• **WHAT THE TASK ASKS**: Pull out every line below that contains the word "consts".
START SOURCE RECORDS
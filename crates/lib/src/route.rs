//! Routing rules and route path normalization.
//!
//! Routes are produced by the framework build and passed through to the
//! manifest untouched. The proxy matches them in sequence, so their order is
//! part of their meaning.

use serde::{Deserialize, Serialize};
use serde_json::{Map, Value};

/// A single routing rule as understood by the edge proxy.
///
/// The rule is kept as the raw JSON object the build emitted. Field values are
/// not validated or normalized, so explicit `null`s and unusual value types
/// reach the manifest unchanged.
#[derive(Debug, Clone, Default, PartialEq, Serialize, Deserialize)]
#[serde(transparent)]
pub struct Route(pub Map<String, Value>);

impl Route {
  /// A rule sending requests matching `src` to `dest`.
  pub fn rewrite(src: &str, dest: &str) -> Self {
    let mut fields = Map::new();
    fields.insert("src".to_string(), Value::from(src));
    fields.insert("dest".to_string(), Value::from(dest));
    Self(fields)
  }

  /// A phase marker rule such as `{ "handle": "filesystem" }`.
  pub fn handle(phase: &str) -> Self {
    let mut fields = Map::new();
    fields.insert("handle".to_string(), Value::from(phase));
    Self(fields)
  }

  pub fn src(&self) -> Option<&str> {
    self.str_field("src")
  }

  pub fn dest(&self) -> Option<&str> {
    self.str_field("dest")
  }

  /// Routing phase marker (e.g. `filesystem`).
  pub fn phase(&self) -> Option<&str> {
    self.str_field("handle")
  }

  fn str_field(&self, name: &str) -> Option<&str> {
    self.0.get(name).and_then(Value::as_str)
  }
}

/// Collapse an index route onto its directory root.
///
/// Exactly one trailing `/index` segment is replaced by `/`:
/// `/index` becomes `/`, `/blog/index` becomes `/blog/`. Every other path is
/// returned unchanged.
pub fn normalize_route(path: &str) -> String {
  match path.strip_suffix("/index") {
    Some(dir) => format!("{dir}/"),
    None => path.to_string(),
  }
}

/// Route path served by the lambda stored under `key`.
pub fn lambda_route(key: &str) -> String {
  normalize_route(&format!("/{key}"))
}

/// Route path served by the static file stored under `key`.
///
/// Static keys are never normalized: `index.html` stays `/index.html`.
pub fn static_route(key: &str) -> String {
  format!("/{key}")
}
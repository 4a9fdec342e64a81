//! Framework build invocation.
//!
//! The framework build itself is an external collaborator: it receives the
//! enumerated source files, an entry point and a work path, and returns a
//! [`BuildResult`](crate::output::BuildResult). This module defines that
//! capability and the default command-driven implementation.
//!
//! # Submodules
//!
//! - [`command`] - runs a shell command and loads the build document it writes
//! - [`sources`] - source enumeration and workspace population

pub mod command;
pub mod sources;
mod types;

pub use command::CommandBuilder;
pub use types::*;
END SOURCE RECORDS
START SOURCE RECORDS
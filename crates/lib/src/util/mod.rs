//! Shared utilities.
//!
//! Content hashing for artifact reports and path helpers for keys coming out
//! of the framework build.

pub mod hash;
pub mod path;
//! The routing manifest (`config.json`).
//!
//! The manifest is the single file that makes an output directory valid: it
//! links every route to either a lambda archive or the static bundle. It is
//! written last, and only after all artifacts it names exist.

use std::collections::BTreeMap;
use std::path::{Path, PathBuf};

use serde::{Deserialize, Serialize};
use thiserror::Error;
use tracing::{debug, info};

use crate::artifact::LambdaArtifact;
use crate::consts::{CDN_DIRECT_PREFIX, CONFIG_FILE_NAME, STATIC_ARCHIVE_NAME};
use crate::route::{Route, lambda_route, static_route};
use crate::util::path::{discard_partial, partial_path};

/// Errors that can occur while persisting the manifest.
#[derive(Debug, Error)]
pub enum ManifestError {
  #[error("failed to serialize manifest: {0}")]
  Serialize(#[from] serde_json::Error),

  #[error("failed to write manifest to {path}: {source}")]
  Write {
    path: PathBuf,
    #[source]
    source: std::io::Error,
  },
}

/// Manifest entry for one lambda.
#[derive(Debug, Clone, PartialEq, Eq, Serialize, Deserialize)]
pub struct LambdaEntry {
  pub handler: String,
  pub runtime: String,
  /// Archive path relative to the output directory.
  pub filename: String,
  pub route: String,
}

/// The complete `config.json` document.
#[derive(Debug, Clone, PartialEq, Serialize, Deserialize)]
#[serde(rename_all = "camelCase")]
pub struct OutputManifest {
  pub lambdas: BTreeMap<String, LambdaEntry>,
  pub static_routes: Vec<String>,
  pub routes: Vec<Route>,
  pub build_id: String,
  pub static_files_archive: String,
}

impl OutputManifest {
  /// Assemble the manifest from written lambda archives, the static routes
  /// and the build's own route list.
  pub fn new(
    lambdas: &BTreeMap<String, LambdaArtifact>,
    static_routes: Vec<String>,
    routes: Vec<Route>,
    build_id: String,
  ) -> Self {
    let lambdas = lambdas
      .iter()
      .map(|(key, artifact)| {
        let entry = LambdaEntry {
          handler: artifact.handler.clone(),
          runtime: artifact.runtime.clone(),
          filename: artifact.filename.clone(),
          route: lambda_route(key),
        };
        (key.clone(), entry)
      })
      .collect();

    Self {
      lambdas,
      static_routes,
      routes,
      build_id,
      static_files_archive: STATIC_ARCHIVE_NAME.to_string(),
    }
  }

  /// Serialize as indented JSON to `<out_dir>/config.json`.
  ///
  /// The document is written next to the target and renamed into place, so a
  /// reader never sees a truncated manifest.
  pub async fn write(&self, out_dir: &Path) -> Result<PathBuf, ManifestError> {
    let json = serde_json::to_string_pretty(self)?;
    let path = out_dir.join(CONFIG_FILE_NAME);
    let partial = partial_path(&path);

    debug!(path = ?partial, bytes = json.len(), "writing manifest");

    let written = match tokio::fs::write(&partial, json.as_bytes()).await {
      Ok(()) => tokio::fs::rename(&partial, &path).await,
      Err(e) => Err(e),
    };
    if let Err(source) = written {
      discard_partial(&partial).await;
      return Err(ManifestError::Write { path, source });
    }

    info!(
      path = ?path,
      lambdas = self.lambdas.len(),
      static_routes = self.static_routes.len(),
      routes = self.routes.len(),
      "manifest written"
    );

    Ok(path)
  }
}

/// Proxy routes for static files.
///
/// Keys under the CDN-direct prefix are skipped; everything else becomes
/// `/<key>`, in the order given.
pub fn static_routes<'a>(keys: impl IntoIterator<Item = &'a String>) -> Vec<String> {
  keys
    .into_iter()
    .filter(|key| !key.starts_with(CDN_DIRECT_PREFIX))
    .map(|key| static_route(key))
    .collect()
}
END SOURCE RECORDS
START SOURCE RECORDS
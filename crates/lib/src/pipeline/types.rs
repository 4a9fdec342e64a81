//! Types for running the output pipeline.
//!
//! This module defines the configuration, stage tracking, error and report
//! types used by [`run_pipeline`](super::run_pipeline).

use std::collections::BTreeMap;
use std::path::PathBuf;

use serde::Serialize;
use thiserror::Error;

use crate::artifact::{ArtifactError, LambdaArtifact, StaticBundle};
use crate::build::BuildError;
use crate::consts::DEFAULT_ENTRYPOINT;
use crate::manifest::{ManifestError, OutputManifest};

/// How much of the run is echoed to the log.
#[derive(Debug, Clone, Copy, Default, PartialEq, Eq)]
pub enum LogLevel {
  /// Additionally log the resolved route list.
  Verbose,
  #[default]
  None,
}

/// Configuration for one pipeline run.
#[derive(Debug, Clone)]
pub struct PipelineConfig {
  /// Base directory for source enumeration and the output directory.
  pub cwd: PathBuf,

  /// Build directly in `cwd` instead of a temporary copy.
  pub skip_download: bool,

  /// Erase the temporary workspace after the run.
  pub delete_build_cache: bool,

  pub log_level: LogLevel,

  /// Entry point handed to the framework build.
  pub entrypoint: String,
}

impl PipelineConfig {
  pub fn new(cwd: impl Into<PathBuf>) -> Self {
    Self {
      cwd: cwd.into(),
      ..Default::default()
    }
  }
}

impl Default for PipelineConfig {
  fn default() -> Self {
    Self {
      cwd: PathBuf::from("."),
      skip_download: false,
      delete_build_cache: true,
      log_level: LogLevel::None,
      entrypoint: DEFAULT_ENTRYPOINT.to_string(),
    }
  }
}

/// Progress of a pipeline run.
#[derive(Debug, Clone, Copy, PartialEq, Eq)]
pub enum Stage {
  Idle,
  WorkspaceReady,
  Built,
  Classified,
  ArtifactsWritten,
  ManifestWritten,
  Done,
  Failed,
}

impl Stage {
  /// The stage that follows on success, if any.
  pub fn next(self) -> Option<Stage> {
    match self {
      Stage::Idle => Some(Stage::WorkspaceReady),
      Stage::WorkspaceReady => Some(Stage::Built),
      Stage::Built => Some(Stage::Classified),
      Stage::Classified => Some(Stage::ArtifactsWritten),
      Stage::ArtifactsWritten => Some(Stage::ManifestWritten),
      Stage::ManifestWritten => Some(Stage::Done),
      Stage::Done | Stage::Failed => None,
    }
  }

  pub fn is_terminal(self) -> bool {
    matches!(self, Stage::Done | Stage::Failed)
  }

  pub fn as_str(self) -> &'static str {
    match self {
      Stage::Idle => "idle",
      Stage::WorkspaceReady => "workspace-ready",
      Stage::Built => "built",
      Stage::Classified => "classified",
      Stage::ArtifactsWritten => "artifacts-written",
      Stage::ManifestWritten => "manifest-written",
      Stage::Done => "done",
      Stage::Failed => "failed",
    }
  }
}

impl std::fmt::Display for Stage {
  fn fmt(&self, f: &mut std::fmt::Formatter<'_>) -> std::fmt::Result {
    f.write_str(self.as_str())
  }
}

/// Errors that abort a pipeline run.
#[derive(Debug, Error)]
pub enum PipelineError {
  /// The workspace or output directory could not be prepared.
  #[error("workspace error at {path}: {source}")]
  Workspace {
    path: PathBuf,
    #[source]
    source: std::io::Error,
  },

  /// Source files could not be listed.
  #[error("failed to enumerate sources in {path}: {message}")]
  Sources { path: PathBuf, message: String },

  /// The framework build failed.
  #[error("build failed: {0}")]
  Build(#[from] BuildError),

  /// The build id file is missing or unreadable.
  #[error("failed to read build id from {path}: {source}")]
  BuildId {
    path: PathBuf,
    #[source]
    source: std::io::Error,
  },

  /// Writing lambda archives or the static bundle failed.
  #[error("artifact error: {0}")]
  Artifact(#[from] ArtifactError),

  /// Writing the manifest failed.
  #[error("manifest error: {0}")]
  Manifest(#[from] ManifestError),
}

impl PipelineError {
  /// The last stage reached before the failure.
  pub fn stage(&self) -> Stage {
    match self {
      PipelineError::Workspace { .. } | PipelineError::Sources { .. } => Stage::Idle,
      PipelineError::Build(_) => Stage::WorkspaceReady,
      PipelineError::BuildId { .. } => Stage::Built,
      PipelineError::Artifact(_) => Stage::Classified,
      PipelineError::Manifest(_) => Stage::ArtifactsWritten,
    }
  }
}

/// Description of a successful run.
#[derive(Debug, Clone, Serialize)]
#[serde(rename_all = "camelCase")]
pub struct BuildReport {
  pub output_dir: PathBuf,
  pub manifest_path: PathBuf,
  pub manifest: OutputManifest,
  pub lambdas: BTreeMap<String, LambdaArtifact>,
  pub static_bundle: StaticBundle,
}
END SOURCE RECORDS
• **WRITTEN REPLY**:
use crate::consts::{CDN_DIRECT_PREFIX, CONFIG_FILE_NAME, STATIC_ARCHIVE_NAME};
use crate::consts::DEFAULT_ENTRYPOINT;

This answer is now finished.